Aposto que, se fossem convocados a fazê-lo, os torcedores levariam toneladas de donativos para terem acesso à festa. Vale lembrar que a maioria só adentrou o gramado da Gávea porque pôs a baixo, a fórceps, o portão que dá acesso ao local.

Acompanhei toda a transmissão, ao vivo, pelo SporTV, e também não me recordo de ter visto o Ronaldinho Gaúcho fazer qualquer menção ao desastre da região serrana. Em nenhum momento.

Soube, no entanto, que um grupo de internautas está pedindo ao jogador que ajude aos desabrigados doando seu primeiro salário – algo em torno dos R$ 1, 8 milhão. À impensa, R10 disse que fará tudo o que estiver ao seu alcance. Sinceramente, duvido que o dentuço vá abrir mão do valor integral de sua fortuna em favor dos mais necessitados. Como de praxe no mundo do futebol, o máximo que jogadores mercenários como ele fazem é leiloar uma camisa oficial do clube em que atuam e doar a quantia arrecadada.
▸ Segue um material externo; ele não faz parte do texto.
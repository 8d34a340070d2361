pub use crate::utils::{
	AtomicDevice,
	ABSOLUTE_PATH,
	Iterations, ITERATIONS_SIZE,
	InvView, INV_VIEW_SIZE,
	Seed, SEED_SIZE,
	Vertex, VERTEX_SIZE,
};

/// How much one scroll line zooms, as the factor handed to `Camera::zoom`.
pub const ZOOM_SENSITIVITY: f32 = 0.1;

pub fn create_buffer<T: 'static + Copy>(device: &wgpu::Device, value: T) -> wgpu::Buffer {
	device.create_buffer_mapped(
		1,
		wgpu::BufferUsage::UNIFORM
			| wgpu::BufferUsage::COPY_DST
	).fill_from_slice(&[value])
}

/// Two triangles covering a viewport, in normalized window coordinates.
const WIN: [[f32; 2]; 6] = [
	[-1f32, -1f32],
	[1f32, 1f32],
	[-1f32, 1f32],
	[-1f32, -1f32],
	[1f32, 1f32],
	[1f32, -1f32],
];

fn corners(x_min: f32, x_max: f32) -> Vec<Vertex> {
	WIN.iter().map(|win| Vertex {
		pos: [if win[0] < 0f32 { x_min } else { x_max }, win[1]],
		win: *win,
	}).collect()
}

lazy_static! {
	pub static ref WHOLE_CORNERS: Vec<Vertex> = corners(-1f32, 1f32);
	pub static ref LEFT_CORNERS: Vec<Vertex> = corners(-1f32, 0f32);
	pub static ref RIGHT_CORNERS: Vec<Vertex> = corners(0f32, 1f32);
}
use super::prelude::*;

pub fn load_shader(path: &Path, stage: glsl_to_spirv::ShaderType) -> Result<Vec<u32>, FractalLoadError> {
	let source = std::fs::read_to_string(path)
		.map_err(|source| FractalLoadError::ShaderRead { path: path.to_path_buf(), source })?;
	let compiled = glsl_to_spirv::compile(&source, stage)
		.map_err(|message| FractalLoadError::ShaderCompile { path: path.to_path_buf(), message })?;

	wgpu::read_spirv(compiled)
		.map_err(|source| FractalLoadError::ShaderRead { path: path.to_path_buf(), source })
}

/// Uploads the palette image and returns the view and sampler the fragment
/// shaders index by escape time.
pub fn load_palette(
	device: &wgpu::Device,
	queue: &mut wgpu::Queue,
	path: &Path
) -> Result<(wgpu::TextureView, wgpu::Sampler), FractalLoadError> {
	let palette = image::open(path)
		.map_err(|source| FractalLoadError::PaletteLoad { path: path.to_path_buf(), source })?
		.to_rgba();
	let (width, height) = palette.dimensions();

	let texture = device.create_texture(&wgpu::TextureDescriptor {
		size: wgpu::Extent3d { width, height, depth: 1 },
		array_layer_count: 1,
		mip_level_count: 1,
		sample_count: 1,
		dimension: wgpu::TextureDimension::D2,
		format: wgpu::TextureFormat::Rgba8UnormSrgb,
		usage: wgpu::TextureUsage::SAMPLED | wgpu::TextureUsage::COPY_DST,
	});

	let pixels = palette.into_raw();
	let pixel_buf = device.create_buffer_mapped(pixels.len(), wgpu::BufferUsage::COPY_SRC)
		.fill_from_slice(&pixels);

	let mut encoder = device.create_command_encoder(&wgpu::CommandEncoderDescriptor { todo: 0 });
	encoder.copy_buffer_to_texture(
		wgpu::BufferCopyView {
			buffer: &pixel_buf,
			offset: 0,
			row_pitch: 4 * width,
			image_height: height,
		},
		wgpu::TextureCopyView {
			texture: &texture,
			mip_level: 0,
			array_layer: 0,
			origin: wgpu::Origin3d { x: 0.0, y: 0.0, z: 0.0 },
		},
		wgpu::Extent3d { width, height, depth: 1 },
	);
	queue.submit(&[encoder.finish()]);

	let sampler = device.create_sampler(&wgpu::SamplerDescriptor {
		address_mode_u: wgpu::AddressMode::ClampToEdge,
		address_mode_v: wgpu::AddressMode::ClampToEdge,
		address_mode_w: wgpu::AddressMode::ClampToEdge,
		mag_filter: wgpu::FilterMode::Linear,
		min_filter: wgpu::FilterMode::Linear,
		mipmap_filter: wgpu::FilterMode::Nearest,
		lod_min_clamp: -100.0,
		lod_max_clamp: 100.0,
		compare_function: wgpu::CompareFunction::Always,
	});

	log::info!("Loaded palette {:?} ({}x{})", path, width, height);
	Ok((texture.create_default_view(), sampler))
}

#[cfg(test)]
mod tests {
	use super::*;

	#[test]
	fn corner_tables_share_the_window_mapping() {
		assert_eq!(WHOLE_CORNERS.len(), 6);
		for (corner, win) in WHOLE_CORNERS.iter().zip(WIN.iter()) {
			assert_eq!(corner.win, *win);
			assert_eq!(corner.pos, *win);
		}
	}

	#[test]
	fn half_tables_clamp_x_to_their_half() {
		for (corner, win) in LEFT_CORNERS.iter().zip(WIN.iter()) {
			assert_eq!(corner.win, *win);
			assert_eq!(corner.pos[0], if win[0] < 0.0 { -1.0 } else { 0.0 });
			assert_eq!(corner.pos[1], win[1]);
		}
		for (corner, win) in RIGHT_CORNERS.iter().zip(WIN.iter()) {
			assert_eq!(corner.win, *win);
			assert_eq!(corner.pos[0], if win[0] < 0.0 { 0.0 } else { 1.0 });
			assert_eq!(corner.pos[1], win[1]);
		}
	}
}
Infelizmente, é como bem falam por aí: pimenta nos olhos dos outros é refresco - para não dizer outra coisa.

3 comentários:

Anônimo disse...

Ótima percepção, Alexandre. Que triste uma empresa como o Flamengo deixar passar tão batido assim. Seria uma maravilhosa oportunidade de ajudar as vítmas dessa catastrofe, que creio eu, de maioria flamenguista.

Alexandre Santos disse...

apartamento302 é o seu blog, Milena? Vou adicioná-lo aos meus Favoritos. Pois é! Foi muito bizarro assitir àquela palhaçada toda ao mesmo passo em que via imagens de um verdadeiro Tsunami de barro varrer tudo pela frente. E não há definição mais correta que a sua... Acabou essa história de time. "Empre$a" é o termo aequado. Valeu!!

Unknown disse...

PQP! titi meu bom, esse blog é massa! velhinho adorei, e essa de q discorrerá sobre oq lhe vier à telha foi d+!!! um abração meu brother rsrsrsrsrs...cara continue assim e seja sarcástico c os cérebros do sistema uhu... tenho um pedido, estou sempre no trânsito e ele está caótico, escreva algo sobre o tema, sei q verá absurdos.